Task item:
Across all lines of the entries, tally those with the word "background" in them. The reply is the tally, by itself.

Exercise data:

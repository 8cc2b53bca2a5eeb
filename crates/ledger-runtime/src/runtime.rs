//! # Ledger Runtime
//!
//! Owns the container and the background workers.
//!
//! ## Startup Sequence
//!
//! 1. Build the container (storage, ledger, coordinator, adapters, reconciler)
//! 2. Open the reconciler's event stream from the checkpoint
//! 3. Spawn the reconciler, the staleness monitor and the block producer
//! 4. Signal ready
//!
//! ## Shutdown Sequence
//!
//! 1. Flip the watch channel
//! 2. Wait (bounded) for every worker to return

use crate::container::{ContainerError, LedgerContainer, RuntimeConfig};
use crate::handlers::{BlockProducer, StalenessMonitor};
use anyhow::{Context, Result};
use parking_lot::Mutex;
use sl_04_event_reconciler::ReconcilerApi;
use std::sync::Arc;
use std::time::Duration;
use tokio::sync::watch;
use tokio::task::JoinHandle;
use tracing::{error, info, warn};

/// Upper bound on waiting for workers at shutdown.
const SHUTDOWN_GRACE: Duration = Duration::from_secs(5);

/// The running service.
pub struct LedgerRuntime {
    /// Subsystem container with all initialized services.
    container: Arc<LedgerContainer>,
    /// Shutdown signal sender.
    shutdown_tx: watch::Sender<bool>,
    /// Shutdown signal receiver.
    shutdown_rx: watch::Receiver<bool>,
    /// Spawned workers.
    tasks: Mutex<Vec<JoinHandle<()>>>,
}

impl LedgerRuntime {
    /// Build the container from `config`.
    pub fn new(config: RuntimeConfig) -> Result<Self, ContainerError> {
        info!("Creating supply-ledger runtime");
        Ok(Self::from_container(LedgerContainer::new(config)?))
    }

    /// Run an already built container.
    pub fn from_container(container: LedgerContainer) -> Self {
        let (shutdown_tx, shutdown_rx) = watch::channel(false);
        Self {
            container: Arc::new(container),
            shutdown_tx,
            shutdown_rx,
            tasks: Mutex::new(Vec::new()),
        }
    }

    /// Start the background workers.
    pub async fn start(&self) -> Result<()> {
        info!("===========================================");
        info!("  Supply Ledger Runtime v{}", crate::VERSION);
        info!("===========================================");

        let container = Arc::clone(&self.container);
        let config = &container.config;

        // Subscribe before any worker runs so no event is published unseen.
        let stream = container
            .reconciler
            .open_stream()
            .await
            .context("Failed to subscribe to ledger events")?;

        let reconciler = Arc::clone(&container.reconciler);
        let shutdown = self.shutdown_rx.clone();
        let reconciler_task = tokio::spawn(async move {
            reconciler.consume(stream, shutdown).await;
        });

        let monitor = StalenessMonitor::new(
            Arc::clone(&container.reconciler) as Arc<dyn ReconcilerApi>,
            config.reconciler.stale_threshold,
            config.reconciler.stale_scan_interval,
        );
        let monitor_task = tokio::spawn(monitor.run(self.shutdown_rx.clone()));

        let producer = BlockProducer::new(Arc::clone(&container.ledger), config.ledger.block_interval);
        let producer_task = tokio::spawn(producer.run(self.shutdown_rx.clone()));

        self.tasks
            .lock()
            .extend([reconciler_task, monitor_task, producer_task]);

        info!(
            contract = %config.ledger.contract_address,
            storage = ?config.storage.backend,
            "All workers started"
        );
        Ok(())
    }

    /// Shutdown gracefully.
    pub async fn shutdown(&self) {
        info!("Initiating graceful shutdown...");

        if let Err(e) = self.shutdown_tx.send(true) {
            error!("Failed to send shutdown signal: {}", e);
        }

        let tasks: Vec<JoinHandle<()>> = std::mem::take(&mut *self.tasks.lock());
        for task in tasks {
            match tokio::time::timeout(SHUTDOWN_GRACE, task).await {
                Ok(Ok(())) => {}
                Ok(Err(e)) => error!(error = %e, "Worker ended abnormally"),
                Err(_) => warn!("Worker did not stop within the grace period"),
            }
        }

        let stats = self.container.reconciler.stats();
        info!(
            events_seen = stats.events_seen,
            confirmed = stats.confirmed,
            unmatched = stats.unmatched,
            errors = stats.errors,
            dead_letters = self.container.reconciler.dead_letters().len(),
            "Shutdown complete"
        );
    }

    /// Get a reference to the subsystem container.
    pub fn container(&self) -> Arc<LedgerContainer> {
        Arc::clone(&self.container)
    }
}
//! # SL-03 Submission Coordinator
//!
//! Drives each intent from "requested" to "accepted by the ledger" and
//! owns every status transition of a `TransactionRecord`.
//!
//! **Subsystem ID:** 3
//! **Architecture:** Hexagonal (DDD + Ports/Adapters)
//!
//! ## Purpose
//!
//! - Deduplicate identical in-flight intents (REDUNDANT records)
//! - Retry transport failures with bounded exponential backoff
//! - Never resubmit once the ledger accepted a call
//! - Resolve outcome futures on CONFIRMED or FAILED
//! - Invoke per-operation finalizers after every terminal transition
//!
//! ## Submission Flow
//!
//! ```text
//! caller ──prepare()──→ PENDING record ──(optimistic entity write)──→ dispatch()
//!                                                                        │
//!                              ┌─────────────────────────────────────────┘
//!                              ▼
//!                     background drive(): submit / retry / fail
//!                              │
//!            reconciler ──confirm()──→ CONFIRMED ──→ finalizer.on_confirmed
//! ```
//!
//! ## Failure Reasons
//!
//! | Cause | Stored reason |
//! |-------|---------------|
//! | Non-retryable rejection | `rejected: ...` |
//! | Retry budget exhausted | `max retries exceeded ...` |
//! | Receipt shows a revert | `reverted: ...` |
//! | Operator | `abandoned: ...` |
//!
//! ## Module Structure
//!
//! ```text
//! sl-03-submission-coordinator/
//! ├── domain/          # RetryPolicy, outcomes, handles, errors
//! ├── ports/           # ReconciliationApi, LedgerFinalizer, CoordinatorMetrics
//! ├── finalizers.rs    # per-operation finalizer registry
//! └── service.rs       # SubmissionCoordinator
//! ```

#![warn(missing_docs)]
#![warn(clippy::all)]

pub mod domain;
pub mod finalizers;
pub mod ports;
pub mod service;

// Re-exports
pub use domain::{
    ConfirmationEvidence, CoordinatorError, DriveResult, FinalizerError, OutcomeFuture,
    OutcomeRegistry, PreparedSubmission, RetryPolicy, StaleSubmission, SubmissionHandle,
    SubmissionOutcome,
};
pub use finalizers::FinalizerRegistry;
pub use ports::{
    CoordinatorMetrics, LedgerFinalizer, NoopMetrics, ReconciliationApi, RecordingFinalizer,
};
pub use service::{SubmissionCoordinator, MAX_RETRIES_EXCEEDED};

/// Crate version
pub const VERSION: &str = env!("CARGO_PKG_VERSION");
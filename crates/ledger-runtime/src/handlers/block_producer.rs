//! # Block Producer
//!
//! Mines the simulated ledger's pending pool on a fixed interval so that
//! accepted calls execute and emit events.

use sl_01_ledger_client::{MinedBlock, SimulatedLedger};
use std::sync::Arc;
use std::time::Duration;
use tokio::sync::watch;
use tracing::info;

/// Interval miner for the simulated ledger.
pub struct BlockProducer {
    ledger: Arc<SimulatedLedger>,
    interval: Duration,
}

impl BlockProducer {
    /// Mine every `interval`.
    pub fn new(ledger: Arc<SimulatedLedger>, interval: Duration) -> Self {
        Self { ledger, interval }
    }

    /// Mine one block if any call is waiting.
    pub async fn produce_once(&self) -> Option<MinedBlock> {
        if self.ledger.pending_count() == 0 {
            return None;
        }
        Some(self.ledger.mine_block().await)
    }

    /// Mine until `shutdown` flips.
    pub async fn run(self, mut shutdown: watch::Receiver<bool>) {
        info!(interval_ms = self.interval.as_millis() as u64, "[sl-01] Block producer started");
        let mut ticker = tokio::time::interval(self.interval);

        loop {
            tokio::select! {
                _ = shutdown.changed() => {
                    info!("[sl-01] Block producer stopping");
                    break;
                }
                _ = ticker.tick() => {
                    self.produce_once().await;
                }
            }
        }
    }
}
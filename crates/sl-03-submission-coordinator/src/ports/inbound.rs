//! # Inbound Ports
//!
//! The slice of the coordinator the event reconciler drives. Only the
//! coordinator moves record status; the reconciler supplies evidence.

use crate::domain::{
    ConfirmationEvidence, CoordinatorError, FinalizerError, StaleSubmission,
};
use async_trait::async_trait;
use shared_types::{LedgerEvent, RecordId};
use sl_02_transaction_store::TransactionRecord;
use std::time::Duration;

/// Reconciliation API - inbound port.
#[async_trait]
pub trait ReconciliationApi: Send + Sync {
    /// PENDING → CONFIRMED, then the operation's `on_confirmed` finalizer.
    async fn confirm(
        &self,
        record_id: RecordId,
        evidence: ConfirmationEvidence,
    ) -> Result<TransactionRecord, CoordinatorError>;

    /// PENDING (accepted) → FAILED after the ledger reverted the call.
    async fn fail_accepted(
        &self,
        record_id: RecordId,
        reason: &str,
    ) -> Result<TransactionRecord, CoordinatorError>;

    /// Route an event with no matching record to its finalizer.
    ///
    /// Returns `false` when no finalizer handles the event's operation.
    async fn apply_unmatched(&self, event: &LedgerEvent) -> Result<bool, FinalizerError>;

    /// PENDING records older than `threshold`.
    async fn find_stale(&self, threshold: Duration) -> Result<Vec<StaleSubmission>, CoordinatorError>;
}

Reply:
3